> _Problem_: Locate the word "IdentityProvider" in the material, then show every line that holds it.

*** Source records ***

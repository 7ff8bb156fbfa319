use std::sync::Arc;

use axum::{extract::Extension, http::StatusCode, routing::get, Router};
use tower::ServiceBuilder;

use disclose_access::{
    AccessEngine, IdentityProvider, InMemoryDirectory, InMemoryMembershipStore,
    MemberProvisioning, MembershipStore,
};
use disclose_infra::{PostgresDirectory, PostgresMembershipStore};

use crate::middleware::{AuthState, TokenVerifier};

pub mod dto;
pub mod errors;
pub mod routes;

type DynStore = Arc<dyn MembershipStore>;
type DynDirectory = Arc<dyn IdentityProvider>;

/// Engine + provisioning wired over injected store/directory handles.
pub struct AppServices {
    engine: AccessEngine<DynStore>,
    provisioning: MemberProvisioning<DynStore, DynDirectory>,
}

impl AppServices {
    pub fn new(store: DynStore, directory: DynDirectory, invite_redirect_to: String) -> Self {
        let engine = AccessEngine::new(store.clone());
        let provisioning =
            MemberProvisioning::new(AccessEngine::new(store), directory, invite_redirect_to);
        Self {
            engine,
            provisioning,
        }
    }

    pub fn engine(&self) -> &AccessEngine<DynStore> {
        &self.engine
    }

    pub fn provisioning(&self) -> &MemberProvisioning<DynStore, DynDirectory> {
        &self.provisioning
    }
}

/// In-memory wiring (dev/test): store + directory with no persistence.
pub fn build_in_memory_services(invite_redirect_to: String) -> AppServices {
    let store: DynStore = Arc::new(InMemoryMembershipStore::new());
    let directory: DynDirectory = Arc::new(InMemoryDirectory::new());
    AppServices::new(store, directory, invite_redirect_to)
}

/// Postgres wiring: store and directory share the pool.
pub async fn build_persistent_services(
    database_url: &str,
    invite_redirect_to: String,
) -> anyhow::Result<AppServices> {
    let pool = sqlx::PgPool::connect(database_url).await?;
    let store: DynStore = Arc::new(PostgresMembershipStore::new(pool.clone()));
    let directory: DynDirectory = Arc::new(PostgresDirectory::new(pool));
    Ok(AppServices::new(store, directory, invite_redirect_to))
}

/// Assemble the router: public health probe plus attested company routes.
pub fn build_app(services: Arc<AppServices>, jwt_secret: &[u8]) -> Router {
    let auth_state = AuthState {
        verifier: Arc::new(TokenVerifier::new(jwt_secret)),
    };

    let protected = Router::new()
        .merge(routes::members::router())
        .merge(routes::topics::router())
        .layer(Extension(services))
        .layer(axum::middleware::from_fn_with_state(
            auth_state,
            crate::middleware::auth_middleware,
        ));

    Router::new()
        .route("/health", get(health))
        .merge(protected)
        .layer(ServiceBuilder::new())
}

async fn health() -> StatusCode {
    StatusCode::OK
}
use axum::http::StatusCode;
use axum::response::IntoResponse;
use serde_json::json;

use disclose_access::AccessError;

/// Map the access-control taxonomy onto HTTP statuses.
///
/// Storage failures deny by failing the request; they never degrade into a
/// permissive response.
pub fn access_error_to_response(err: AccessError) -> axum::response::Response {
    match err {
        AccessError::NotAuthenticated => {
            json_error(StatusCode::UNAUTHORIZED, "not_authenticated", "not authenticated")
        }
        AccessError::NotAuthorized => json_error(
            StatusCode::FORBIDDEN,
            "not_authorized",
            "you don't have permission to perform this action",
        ),
        AccessError::AlreadyMember => json_error(
            StatusCode::CONFLICT,
            "already_member",
            "user is already a member of this company",
        ),
        AccessError::NotFound => json_error(StatusCode::NOT_FOUND, "not_found", "not found"),
        AccessError::InvalidTransition(msg) => {
            json_error(StatusCode::UNPROCESSABLE_ENTITY, "invalid_transition", msg)
        }
        AccessError::InviteFailed(msg) => json_error(StatusCode::BAD_GATEWAY, "invite_failed", msg),
        AccessError::Storage(e) => {
            tracing::error!(error = ?e, "storage failure");
            json_error(
                StatusCode::INTERNAL_SERVER_ERROR,
                "storage_error",
                "storage failure, retry later",
            )
        }
    }
}

pub fn json_error(
    status: StatusCode,
    code: &'static str,
    message: impl Into<String>,
) -> axum::response::Response {
    (
        status,
        axum::Json(json!({
            "error": code,
            "message": message.into(),
        })),
    )
        .into_response()
}
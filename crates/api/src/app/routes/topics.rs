//! Topic visibility routes for the caller's own session.
//!
//! Report/topic pages probe these before rendering; the answers come from
//! the engine, not from the static capability table.

use std::sync::Arc;

use axum::{
    extract::{Extension, Path},
    http::StatusCode,
    response::IntoResponse,
    routing::get,
    Json, Router,
};

use disclose_core::{CompanyId, TopicId};

use crate::app::dto::{AccessibleTopicsResponse, CallerRoleResponse, TopicPermissionsResponse};
use crate::app::{errors, AppServices};
use crate::context::CallerContext;

pub fn router() -> Router {
    Router::new()
        .route("/companies/:company_id/topics", get(accessible_topics))
        .route(
            "/companies/:company_id/topics/:topic_id/permissions",
            get(topic_permissions),
        )
        .route("/companies/:company_id/role", get(caller_role))
}

/// GET /companies/:company_id/topics — topic ids the caller may view.
pub async fn accessible_topics(
    Extension(services): Extension<Arc<AppServices>>,
    Extension(caller): Extension<CallerContext>,
    Path(company_id): Path<CompanyId>,
) -> axum::response::Response {
    match services
        .engine()
        .accessible_topics(caller.user_id(), company_id)
        .await
    {
        Ok(topic_ids) => {
            (StatusCode::OK, Json(AccessibleTopicsResponse { topic_ids })).into_response()
        }
        Err(e) => errors::access_error_to_response(e),
    }
}

/// GET /companies/:company_id/topics/:topic_id/permissions
pub async fn topic_permissions(
    Extension(services): Extension<Arc<AppServices>>,
    Extension(caller): Extension<CallerContext>,
    Path((company_id, topic_id)): Path<(CompanyId, TopicId)>,
) -> axum::response::Response {
    let engine = services.engine();

    let can_view = match engine
        .can_view_topic(caller.user_id(), company_id, topic_id)
        .await
    {
        Ok(v) => v,
        Err(e) => return errors::access_error_to_response(e),
    };
    let can_edit = match engine
        .can_edit_topic(caller.user_id(), company_id, topic_id)
        .await
    {
        Ok(v) => v,
        Err(e) => return errors::access_error_to_response(e),
    };

    (
        StatusCode::OK,
        Json(TopicPermissionsResponse { can_view, can_edit }),
    )
        .into_response()
}

/// GET /companies/:company_id/role — the caller's role and its static
/// capability record (UI reference data).
pub async fn caller_role(
    Extension(services): Extension<Arc<AppServices>>,
    Extension(caller): Extension<CallerContext>,
    Path(company_id): Path<CompanyId>,
) -> axum::response::Response {
    match services
        .engine()
        .resolve_role(caller.user_id(), company_id)
        .await
    {
        Ok(role) => (
            StatusCode::OK,
            Json(CallerRoleResponse {
                role,
                capabilities: role.map(|r| r.capabilities()),
            }),
        )
            .into_response(),
        Err(e) => errors::access_error_to_response(e),
    }
}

***

> _Answer to the problem_:
    AccessEngine, IdentityProvider, InMemoryDirectory, InMemoryMembershipStore,
type DynDirectory = Arc<dyn IdentityProvider>;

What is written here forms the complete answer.